AVAILABLE DATA:

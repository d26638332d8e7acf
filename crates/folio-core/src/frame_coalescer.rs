#![forbid(unsafe_code)]

//! Frame coalescing for scroll and resize ticks.
//!
//! Browsers fire scroll events per pixel step. Resolving the active section on
//! every one of them is wasted work, so ticks are folded into at most one
//! resolution per rendering frame.
//!
//! # Design
//!
//! "Latest wins": a pending scroll keeps only the newest offset, a pending
//! resize keeps only the newest height. The tick count is kept so callers can
//! see how much motion a frame absorbed. Nothing is flushed automatically; the
//! frame driver calls [`FrameCoalescer::flush`] once per frame.
//!
//! # Usage
//!
//! ```
//! use folio_core::frame_coalescer::FrameCoalescer;
//!
//! let mut coalescer = FrameCoalescer::new();
//! coalescer.push_scroll(10.0);
//! coalescer.push_scroll(42.0);
//! coalescer.push_resize(900.0);
//!
//! let input = coalescer.flush().expect("pending input");
//! assert_eq!(input.scroll_y, Some(42.0));
//! assert_eq!(input.viewport_height, Some(900.0));
//! assert_eq!(input.scroll_ticks, 2);
//! assert!(coalescer.flush().is_none());
//! ```

/// Everything a frame needs to know about motion since the previous frame.
#[derive(Debug, Clone, Copy, PartialEq, Default)]
pub struct FrameInput {
    /// Latest scroll offset, if the page scrolled.
    pub scroll_y: Option<f64>,
    /// Latest viewport height, if the viewport resized.
    pub viewport_height: Option<f64>,
    /// Number of raw scroll ticks folded into this frame.
    pub scroll_ticks: u32,
}

/// Coalesces high-frequency scroll/resize ticks to one per frame.
///
/// Not thread-safe; lives on the UI thread with the rest of the engine. All
/// operations are O(1).
#[derive(Debug, Clone, Default)]
pub struct FrameCoalescer {
    pending_scroll: Option<f64>,
    pending_height: Option<f64>,
    scroll_ticks: u32,
}

impl FrameCoalescer {
    #[must_use]
    pub fn new() -> Self {
        Self::default()
    }

    /// Record a scroll tick. Non-finite offsets are dropped.
    pub fn push_scroll(&mut self, scroll_y: f64) {
        if !scroll_y.is_finite() {
            return;
        }
        self.pending_scroll = Some(scroll_y);
        self.scroll_ticks = self.scroll_ticks.saturating_add(1);
    }

    /// Record a viewport resize. Non-finite or negative heights are dropped.
    pub fn push_resize(&mut self, height: f64) {
        if !height.is_finite() || height < 0.0 {
            return;
        }
        self.pending_height = Some(height);
    }

    #[must_use]
    pub fn has_pending(&self) -> bool {
        self.pending_scroll.is_some() || self.pending_height.is_some()
    }

    #[must_use]
    pub fn pending_scroll_ticks(&self) -> u32 {
        self.scroll_ticks
    }

    /// Take the coalesced input for this frame, leaving the coalescer empty.
    #[must_use]
    pub fn flush(&mut self) -> Option<FrameInput> {
        if !self.has_pending() {
            return None;
        }
        let input = FrameInput {
            scroll_y: self.pending_scroll.take(),
            viewport_height: self.pending_height.take(),
            scroll_ticks: self.scroll_ticks,
        };
        self.scroll_ticks = 0;
        Some(input)
    }

    /// Discard pending input without processing it.
    pub fn clear(&mut self) {
        self.pending_scroll = None;
        self.pending_height = None;
        self.scroll_ticks = 0;
    }
}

WHAT IS NEEDED:
Copy out all lines above holding "folded".

RESPONSE TO THIS EXERCISE:
//! every one of them is wasted work, so ticks are folded into at most one
    /// Number of raw scroll ticks folded into this frame.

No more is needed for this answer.